## Material for this task
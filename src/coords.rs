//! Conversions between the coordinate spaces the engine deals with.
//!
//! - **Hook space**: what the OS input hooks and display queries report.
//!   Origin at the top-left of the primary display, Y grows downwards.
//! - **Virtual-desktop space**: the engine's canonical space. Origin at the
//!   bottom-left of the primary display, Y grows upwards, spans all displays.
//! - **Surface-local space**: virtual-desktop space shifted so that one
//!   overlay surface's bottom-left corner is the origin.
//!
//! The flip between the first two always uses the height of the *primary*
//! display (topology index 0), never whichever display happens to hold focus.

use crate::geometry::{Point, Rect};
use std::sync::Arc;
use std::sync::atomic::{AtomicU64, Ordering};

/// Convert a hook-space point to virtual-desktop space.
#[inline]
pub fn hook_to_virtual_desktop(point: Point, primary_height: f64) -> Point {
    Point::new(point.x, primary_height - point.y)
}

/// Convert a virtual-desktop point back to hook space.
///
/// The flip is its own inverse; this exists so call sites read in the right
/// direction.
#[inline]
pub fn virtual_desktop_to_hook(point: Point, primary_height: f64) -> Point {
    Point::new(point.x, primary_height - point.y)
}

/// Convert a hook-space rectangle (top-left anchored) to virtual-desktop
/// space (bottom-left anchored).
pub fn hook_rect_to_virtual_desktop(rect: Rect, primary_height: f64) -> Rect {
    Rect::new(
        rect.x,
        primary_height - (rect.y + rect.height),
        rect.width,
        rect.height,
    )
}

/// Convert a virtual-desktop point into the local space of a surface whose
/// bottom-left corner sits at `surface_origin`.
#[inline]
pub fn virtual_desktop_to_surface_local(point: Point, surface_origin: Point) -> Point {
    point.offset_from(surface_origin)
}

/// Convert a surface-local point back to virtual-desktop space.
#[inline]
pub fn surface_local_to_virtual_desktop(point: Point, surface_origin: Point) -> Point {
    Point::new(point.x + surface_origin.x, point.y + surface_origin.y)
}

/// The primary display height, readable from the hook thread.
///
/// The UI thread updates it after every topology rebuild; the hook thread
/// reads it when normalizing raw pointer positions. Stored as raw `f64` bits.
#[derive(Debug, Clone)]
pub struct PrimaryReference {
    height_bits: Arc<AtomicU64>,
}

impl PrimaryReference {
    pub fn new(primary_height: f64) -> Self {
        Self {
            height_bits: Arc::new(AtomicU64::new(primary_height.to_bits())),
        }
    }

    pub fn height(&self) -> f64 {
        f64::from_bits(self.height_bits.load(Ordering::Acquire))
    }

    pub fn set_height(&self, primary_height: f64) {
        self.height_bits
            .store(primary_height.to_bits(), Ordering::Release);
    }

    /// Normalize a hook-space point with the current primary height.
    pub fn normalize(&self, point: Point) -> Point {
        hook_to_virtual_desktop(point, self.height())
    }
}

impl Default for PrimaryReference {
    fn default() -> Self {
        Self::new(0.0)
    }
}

* * *

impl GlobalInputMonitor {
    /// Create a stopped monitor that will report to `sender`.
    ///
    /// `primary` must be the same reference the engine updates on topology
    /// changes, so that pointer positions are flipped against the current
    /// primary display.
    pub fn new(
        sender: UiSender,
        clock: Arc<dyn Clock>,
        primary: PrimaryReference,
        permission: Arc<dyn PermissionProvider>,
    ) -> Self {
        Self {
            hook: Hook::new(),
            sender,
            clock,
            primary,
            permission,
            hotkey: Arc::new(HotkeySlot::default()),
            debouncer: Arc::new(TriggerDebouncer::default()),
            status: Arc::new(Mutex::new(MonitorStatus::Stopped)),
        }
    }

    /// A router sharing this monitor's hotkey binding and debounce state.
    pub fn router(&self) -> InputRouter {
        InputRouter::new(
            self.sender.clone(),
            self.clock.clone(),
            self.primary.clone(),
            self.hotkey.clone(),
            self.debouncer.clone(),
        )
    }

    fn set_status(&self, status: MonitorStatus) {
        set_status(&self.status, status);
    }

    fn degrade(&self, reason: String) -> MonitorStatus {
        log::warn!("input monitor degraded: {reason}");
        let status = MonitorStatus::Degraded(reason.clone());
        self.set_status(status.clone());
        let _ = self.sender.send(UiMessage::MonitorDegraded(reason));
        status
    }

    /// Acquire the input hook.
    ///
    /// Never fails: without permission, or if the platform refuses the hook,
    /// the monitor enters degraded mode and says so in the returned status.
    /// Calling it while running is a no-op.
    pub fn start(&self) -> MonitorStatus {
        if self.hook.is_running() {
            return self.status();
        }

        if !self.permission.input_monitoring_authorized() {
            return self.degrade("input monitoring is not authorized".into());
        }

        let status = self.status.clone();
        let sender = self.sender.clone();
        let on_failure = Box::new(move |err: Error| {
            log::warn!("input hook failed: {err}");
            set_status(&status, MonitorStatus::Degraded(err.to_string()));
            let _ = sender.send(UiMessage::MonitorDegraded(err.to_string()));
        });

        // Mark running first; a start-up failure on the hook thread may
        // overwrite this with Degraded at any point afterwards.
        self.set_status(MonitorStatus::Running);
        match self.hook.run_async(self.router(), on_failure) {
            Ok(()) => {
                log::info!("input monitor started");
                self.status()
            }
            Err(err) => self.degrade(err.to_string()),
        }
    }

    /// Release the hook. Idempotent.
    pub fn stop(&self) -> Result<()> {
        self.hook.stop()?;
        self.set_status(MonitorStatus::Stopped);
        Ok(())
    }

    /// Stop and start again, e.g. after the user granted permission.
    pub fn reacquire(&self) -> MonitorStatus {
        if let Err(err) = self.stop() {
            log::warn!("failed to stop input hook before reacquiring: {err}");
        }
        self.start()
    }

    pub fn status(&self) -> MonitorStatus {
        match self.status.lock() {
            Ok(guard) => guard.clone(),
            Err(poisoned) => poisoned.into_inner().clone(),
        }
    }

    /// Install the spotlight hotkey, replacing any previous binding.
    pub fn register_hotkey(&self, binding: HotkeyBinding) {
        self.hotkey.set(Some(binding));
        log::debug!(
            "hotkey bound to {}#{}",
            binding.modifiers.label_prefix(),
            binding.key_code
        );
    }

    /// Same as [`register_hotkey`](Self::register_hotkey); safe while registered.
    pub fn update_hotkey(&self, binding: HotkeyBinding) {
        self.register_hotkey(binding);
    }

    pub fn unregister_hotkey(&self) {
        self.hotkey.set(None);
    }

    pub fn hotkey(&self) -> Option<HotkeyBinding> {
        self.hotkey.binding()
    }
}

* * *

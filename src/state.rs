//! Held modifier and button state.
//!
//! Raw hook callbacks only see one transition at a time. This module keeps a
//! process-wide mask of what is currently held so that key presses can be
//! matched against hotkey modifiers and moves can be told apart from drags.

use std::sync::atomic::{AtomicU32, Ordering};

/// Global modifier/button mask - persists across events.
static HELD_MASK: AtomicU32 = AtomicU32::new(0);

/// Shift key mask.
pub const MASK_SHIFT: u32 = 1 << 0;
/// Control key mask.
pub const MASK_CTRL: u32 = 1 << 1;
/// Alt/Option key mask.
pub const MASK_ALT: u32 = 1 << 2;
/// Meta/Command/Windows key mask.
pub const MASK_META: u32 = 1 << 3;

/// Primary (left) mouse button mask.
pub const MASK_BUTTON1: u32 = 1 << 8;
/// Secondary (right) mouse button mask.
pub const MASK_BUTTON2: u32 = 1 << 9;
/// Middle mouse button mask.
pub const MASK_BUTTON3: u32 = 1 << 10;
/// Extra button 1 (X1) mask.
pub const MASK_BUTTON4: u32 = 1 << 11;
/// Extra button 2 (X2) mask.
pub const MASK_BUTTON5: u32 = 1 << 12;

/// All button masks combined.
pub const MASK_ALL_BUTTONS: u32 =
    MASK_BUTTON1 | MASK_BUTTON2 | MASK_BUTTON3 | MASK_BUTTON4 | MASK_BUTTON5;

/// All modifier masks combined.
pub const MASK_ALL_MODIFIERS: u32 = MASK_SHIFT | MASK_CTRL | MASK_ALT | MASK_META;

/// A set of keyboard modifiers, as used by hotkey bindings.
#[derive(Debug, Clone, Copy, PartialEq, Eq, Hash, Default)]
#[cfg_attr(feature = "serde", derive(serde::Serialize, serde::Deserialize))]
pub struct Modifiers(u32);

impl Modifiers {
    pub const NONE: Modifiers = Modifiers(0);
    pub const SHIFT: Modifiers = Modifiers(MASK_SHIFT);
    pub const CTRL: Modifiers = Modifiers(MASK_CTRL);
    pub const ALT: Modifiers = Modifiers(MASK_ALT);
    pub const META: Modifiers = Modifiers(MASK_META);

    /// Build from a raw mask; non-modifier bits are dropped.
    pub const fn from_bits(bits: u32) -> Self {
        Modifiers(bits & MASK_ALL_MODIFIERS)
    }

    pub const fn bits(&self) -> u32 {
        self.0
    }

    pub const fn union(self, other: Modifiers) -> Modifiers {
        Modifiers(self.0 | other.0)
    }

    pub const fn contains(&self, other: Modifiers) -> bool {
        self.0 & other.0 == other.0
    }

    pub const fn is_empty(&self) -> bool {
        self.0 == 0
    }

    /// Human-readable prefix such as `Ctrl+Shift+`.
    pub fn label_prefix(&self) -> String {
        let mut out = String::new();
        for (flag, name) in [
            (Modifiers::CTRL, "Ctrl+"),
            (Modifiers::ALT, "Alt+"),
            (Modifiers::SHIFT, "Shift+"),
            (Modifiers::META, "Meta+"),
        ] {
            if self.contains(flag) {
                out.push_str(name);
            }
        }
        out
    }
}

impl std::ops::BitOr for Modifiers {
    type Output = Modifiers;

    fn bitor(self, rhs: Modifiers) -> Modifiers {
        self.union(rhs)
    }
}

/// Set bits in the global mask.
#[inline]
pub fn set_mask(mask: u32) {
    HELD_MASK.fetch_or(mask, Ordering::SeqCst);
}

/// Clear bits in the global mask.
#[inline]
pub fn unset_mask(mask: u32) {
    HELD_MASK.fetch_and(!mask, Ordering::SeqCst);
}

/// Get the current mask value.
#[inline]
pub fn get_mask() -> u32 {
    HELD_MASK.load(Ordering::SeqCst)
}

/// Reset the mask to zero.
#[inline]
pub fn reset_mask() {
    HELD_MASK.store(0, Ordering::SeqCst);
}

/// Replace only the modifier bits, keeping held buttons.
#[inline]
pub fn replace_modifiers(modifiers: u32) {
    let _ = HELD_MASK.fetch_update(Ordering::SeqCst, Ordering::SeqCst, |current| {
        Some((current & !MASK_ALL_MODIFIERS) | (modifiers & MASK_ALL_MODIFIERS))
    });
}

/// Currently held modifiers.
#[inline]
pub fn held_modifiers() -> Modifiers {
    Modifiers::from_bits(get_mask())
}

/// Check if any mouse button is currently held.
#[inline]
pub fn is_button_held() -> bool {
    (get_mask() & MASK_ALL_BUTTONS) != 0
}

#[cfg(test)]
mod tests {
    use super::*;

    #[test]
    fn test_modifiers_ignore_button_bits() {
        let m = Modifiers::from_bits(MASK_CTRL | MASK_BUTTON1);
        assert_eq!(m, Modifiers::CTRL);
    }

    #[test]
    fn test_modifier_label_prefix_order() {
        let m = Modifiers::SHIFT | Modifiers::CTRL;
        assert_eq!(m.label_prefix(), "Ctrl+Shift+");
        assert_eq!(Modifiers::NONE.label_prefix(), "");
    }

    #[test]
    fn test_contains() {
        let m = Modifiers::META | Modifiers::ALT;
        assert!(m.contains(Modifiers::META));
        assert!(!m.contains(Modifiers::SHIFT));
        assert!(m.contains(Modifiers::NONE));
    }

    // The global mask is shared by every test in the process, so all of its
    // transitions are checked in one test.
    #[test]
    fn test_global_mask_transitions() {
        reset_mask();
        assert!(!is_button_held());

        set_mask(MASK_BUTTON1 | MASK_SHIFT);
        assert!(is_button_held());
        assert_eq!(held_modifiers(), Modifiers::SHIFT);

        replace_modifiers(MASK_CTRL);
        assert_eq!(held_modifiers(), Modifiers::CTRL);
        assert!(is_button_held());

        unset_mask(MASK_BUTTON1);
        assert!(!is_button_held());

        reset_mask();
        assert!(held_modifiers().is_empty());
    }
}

## Task item
Across the material above, count every line holding "failed" and write down only the number.

## Expected output
2